Items from a data source:
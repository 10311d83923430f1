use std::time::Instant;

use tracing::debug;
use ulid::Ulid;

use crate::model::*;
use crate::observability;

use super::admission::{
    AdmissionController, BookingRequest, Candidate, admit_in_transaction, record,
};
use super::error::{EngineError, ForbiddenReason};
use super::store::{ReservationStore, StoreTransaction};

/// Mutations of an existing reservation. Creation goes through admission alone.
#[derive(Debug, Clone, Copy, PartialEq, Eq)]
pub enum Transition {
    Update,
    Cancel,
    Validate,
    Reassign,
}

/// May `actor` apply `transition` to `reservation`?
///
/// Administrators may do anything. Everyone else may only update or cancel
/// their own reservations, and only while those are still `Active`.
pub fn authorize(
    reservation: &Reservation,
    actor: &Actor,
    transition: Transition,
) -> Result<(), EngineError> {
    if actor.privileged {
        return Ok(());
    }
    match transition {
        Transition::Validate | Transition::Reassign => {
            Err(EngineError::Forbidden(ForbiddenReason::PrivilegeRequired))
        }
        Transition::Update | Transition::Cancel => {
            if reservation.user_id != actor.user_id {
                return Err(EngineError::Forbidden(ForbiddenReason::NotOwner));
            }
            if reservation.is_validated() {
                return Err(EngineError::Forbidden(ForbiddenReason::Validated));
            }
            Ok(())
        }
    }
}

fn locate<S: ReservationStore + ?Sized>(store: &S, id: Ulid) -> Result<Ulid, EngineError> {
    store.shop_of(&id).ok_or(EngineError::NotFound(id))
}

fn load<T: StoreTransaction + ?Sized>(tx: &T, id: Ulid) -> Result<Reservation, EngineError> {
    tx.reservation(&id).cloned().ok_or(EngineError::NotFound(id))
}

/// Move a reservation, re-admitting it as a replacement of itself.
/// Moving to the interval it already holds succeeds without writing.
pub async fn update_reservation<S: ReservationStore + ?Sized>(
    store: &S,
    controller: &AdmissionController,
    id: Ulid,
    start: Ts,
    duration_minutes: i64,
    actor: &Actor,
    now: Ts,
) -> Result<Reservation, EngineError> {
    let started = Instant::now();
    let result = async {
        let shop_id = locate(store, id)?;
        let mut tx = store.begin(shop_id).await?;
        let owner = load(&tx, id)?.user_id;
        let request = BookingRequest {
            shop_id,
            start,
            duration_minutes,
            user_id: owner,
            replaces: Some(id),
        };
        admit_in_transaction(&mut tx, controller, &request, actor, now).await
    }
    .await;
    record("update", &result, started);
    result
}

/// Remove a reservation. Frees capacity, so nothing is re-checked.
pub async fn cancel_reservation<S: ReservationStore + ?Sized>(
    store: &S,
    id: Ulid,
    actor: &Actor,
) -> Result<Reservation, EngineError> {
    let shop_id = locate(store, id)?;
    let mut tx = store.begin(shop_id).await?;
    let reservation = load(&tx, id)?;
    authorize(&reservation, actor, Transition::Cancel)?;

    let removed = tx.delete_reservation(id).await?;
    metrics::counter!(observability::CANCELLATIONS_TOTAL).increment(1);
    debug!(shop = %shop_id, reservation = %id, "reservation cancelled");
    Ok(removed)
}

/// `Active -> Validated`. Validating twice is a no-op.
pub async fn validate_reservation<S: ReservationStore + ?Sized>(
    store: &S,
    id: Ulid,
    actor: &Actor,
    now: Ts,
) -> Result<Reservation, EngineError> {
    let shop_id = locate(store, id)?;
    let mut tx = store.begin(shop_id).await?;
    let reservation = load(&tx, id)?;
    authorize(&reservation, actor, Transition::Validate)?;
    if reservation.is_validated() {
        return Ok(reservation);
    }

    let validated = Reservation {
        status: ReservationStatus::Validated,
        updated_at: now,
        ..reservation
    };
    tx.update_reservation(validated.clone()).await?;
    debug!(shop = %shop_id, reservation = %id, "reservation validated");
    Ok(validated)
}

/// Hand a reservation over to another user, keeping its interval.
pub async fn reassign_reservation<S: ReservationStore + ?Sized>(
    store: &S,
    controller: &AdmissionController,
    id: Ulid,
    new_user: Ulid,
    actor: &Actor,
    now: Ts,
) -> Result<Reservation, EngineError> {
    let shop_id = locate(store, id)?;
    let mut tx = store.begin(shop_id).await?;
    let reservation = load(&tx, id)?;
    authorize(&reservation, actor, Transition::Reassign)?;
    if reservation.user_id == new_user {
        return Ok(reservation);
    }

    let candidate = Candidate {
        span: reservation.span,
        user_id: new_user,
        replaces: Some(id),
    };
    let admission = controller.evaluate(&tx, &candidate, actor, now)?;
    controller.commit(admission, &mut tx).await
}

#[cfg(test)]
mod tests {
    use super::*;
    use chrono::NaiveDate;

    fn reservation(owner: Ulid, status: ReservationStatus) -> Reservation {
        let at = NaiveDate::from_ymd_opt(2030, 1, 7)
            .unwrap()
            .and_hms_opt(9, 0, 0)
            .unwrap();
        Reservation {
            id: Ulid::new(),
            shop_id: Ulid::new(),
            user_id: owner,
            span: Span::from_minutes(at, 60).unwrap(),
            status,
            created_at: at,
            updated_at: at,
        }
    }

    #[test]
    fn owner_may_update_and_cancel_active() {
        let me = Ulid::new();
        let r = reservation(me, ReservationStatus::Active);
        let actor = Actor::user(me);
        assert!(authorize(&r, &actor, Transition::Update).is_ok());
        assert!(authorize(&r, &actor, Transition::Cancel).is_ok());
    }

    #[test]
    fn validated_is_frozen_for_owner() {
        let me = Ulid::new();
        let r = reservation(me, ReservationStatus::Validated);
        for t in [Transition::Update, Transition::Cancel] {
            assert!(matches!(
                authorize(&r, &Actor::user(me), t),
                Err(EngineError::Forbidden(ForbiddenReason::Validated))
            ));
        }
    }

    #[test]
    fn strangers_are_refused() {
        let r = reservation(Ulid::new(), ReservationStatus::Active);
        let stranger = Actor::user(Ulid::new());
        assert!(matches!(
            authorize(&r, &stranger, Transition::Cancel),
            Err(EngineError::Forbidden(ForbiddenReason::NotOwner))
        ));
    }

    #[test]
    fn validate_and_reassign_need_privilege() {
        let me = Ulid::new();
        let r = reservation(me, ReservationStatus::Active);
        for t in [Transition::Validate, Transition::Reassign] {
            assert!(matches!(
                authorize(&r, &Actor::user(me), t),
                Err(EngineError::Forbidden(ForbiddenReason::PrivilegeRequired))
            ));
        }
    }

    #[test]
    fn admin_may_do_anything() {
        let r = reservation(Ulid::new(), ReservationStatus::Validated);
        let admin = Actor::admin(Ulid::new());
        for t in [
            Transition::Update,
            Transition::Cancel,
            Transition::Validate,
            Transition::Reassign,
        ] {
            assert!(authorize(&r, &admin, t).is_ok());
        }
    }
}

* * *

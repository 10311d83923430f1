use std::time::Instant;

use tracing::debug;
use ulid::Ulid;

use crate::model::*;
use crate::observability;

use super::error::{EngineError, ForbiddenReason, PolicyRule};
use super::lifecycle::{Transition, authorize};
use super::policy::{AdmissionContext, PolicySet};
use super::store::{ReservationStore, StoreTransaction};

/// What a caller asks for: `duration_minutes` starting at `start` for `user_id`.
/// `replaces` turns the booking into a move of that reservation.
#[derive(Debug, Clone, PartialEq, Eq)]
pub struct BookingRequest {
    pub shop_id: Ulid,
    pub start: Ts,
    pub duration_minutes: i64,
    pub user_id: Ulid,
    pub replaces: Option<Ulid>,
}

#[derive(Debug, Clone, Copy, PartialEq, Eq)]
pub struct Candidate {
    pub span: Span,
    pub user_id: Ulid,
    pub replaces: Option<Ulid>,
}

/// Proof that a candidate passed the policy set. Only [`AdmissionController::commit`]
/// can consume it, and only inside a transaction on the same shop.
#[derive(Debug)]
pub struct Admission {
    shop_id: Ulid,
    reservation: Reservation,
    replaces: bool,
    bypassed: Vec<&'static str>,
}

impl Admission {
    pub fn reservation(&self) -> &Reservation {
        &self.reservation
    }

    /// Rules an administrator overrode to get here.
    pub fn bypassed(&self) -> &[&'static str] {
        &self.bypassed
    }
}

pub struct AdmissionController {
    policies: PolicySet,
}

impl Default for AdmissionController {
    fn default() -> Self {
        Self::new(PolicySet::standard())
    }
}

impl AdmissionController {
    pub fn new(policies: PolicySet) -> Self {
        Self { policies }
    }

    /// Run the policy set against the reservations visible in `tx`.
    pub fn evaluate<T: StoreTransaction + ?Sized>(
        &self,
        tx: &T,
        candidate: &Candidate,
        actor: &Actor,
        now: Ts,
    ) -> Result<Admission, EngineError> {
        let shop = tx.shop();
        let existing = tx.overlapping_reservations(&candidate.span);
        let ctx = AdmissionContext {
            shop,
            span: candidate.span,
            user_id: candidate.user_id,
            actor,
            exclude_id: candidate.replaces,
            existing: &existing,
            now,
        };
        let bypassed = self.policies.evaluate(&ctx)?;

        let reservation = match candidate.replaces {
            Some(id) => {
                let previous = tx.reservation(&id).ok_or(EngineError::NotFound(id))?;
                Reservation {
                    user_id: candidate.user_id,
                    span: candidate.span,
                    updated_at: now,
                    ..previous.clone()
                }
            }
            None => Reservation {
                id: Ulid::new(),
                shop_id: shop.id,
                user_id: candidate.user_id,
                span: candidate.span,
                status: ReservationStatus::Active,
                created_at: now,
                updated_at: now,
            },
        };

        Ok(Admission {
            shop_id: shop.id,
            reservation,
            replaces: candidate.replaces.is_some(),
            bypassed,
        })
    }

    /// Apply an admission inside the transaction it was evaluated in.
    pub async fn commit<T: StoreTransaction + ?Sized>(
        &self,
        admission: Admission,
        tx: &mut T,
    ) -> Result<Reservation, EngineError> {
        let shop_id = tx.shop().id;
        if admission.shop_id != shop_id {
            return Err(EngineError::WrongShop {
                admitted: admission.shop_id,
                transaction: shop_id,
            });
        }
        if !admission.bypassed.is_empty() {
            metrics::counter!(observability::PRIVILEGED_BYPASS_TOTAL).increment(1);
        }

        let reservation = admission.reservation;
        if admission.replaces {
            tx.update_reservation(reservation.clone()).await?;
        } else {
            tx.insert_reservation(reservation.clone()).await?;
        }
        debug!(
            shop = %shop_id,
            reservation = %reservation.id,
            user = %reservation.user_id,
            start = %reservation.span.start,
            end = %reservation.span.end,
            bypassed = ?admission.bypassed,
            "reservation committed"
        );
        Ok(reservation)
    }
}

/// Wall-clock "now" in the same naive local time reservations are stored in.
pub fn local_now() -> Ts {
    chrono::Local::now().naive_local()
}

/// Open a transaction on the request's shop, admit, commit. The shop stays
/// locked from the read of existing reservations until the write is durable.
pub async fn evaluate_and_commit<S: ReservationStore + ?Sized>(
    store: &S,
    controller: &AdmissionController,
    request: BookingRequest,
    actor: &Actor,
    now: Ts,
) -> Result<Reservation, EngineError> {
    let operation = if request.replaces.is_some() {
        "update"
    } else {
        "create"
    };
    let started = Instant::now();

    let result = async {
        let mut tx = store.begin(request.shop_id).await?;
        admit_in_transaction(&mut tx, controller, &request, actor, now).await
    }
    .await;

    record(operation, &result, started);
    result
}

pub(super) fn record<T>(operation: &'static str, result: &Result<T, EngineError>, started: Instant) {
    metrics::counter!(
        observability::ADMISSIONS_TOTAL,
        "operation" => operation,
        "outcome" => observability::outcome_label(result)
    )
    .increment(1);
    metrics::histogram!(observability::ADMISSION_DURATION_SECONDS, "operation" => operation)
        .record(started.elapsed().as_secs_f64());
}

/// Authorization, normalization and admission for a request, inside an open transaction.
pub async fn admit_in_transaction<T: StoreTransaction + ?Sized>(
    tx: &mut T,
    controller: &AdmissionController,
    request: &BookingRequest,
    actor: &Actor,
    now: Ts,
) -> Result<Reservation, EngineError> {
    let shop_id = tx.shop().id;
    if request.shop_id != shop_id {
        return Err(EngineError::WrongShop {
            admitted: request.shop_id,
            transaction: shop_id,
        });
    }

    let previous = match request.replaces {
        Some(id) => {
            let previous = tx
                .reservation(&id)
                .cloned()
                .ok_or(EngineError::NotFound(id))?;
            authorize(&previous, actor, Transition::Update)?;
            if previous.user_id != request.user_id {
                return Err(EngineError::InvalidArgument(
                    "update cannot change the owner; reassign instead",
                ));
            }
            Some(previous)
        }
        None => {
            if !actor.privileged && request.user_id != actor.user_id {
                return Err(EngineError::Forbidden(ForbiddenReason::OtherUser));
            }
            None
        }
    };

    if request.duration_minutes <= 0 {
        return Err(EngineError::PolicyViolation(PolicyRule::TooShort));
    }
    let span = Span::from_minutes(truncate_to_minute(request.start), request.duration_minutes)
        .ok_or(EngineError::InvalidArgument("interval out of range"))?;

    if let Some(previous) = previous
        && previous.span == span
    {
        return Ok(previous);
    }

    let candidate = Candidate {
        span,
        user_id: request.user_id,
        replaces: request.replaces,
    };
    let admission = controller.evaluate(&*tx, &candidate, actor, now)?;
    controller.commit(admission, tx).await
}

...

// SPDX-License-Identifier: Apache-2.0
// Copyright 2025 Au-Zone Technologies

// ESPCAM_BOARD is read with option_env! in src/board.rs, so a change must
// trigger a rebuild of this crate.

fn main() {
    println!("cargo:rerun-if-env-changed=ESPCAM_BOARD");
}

WORK INSTRUCTIONS
Across the entries above, how many lines carry the word "bypassed"? Write only the number.

ANSWER FOR THIS EXERCISE
7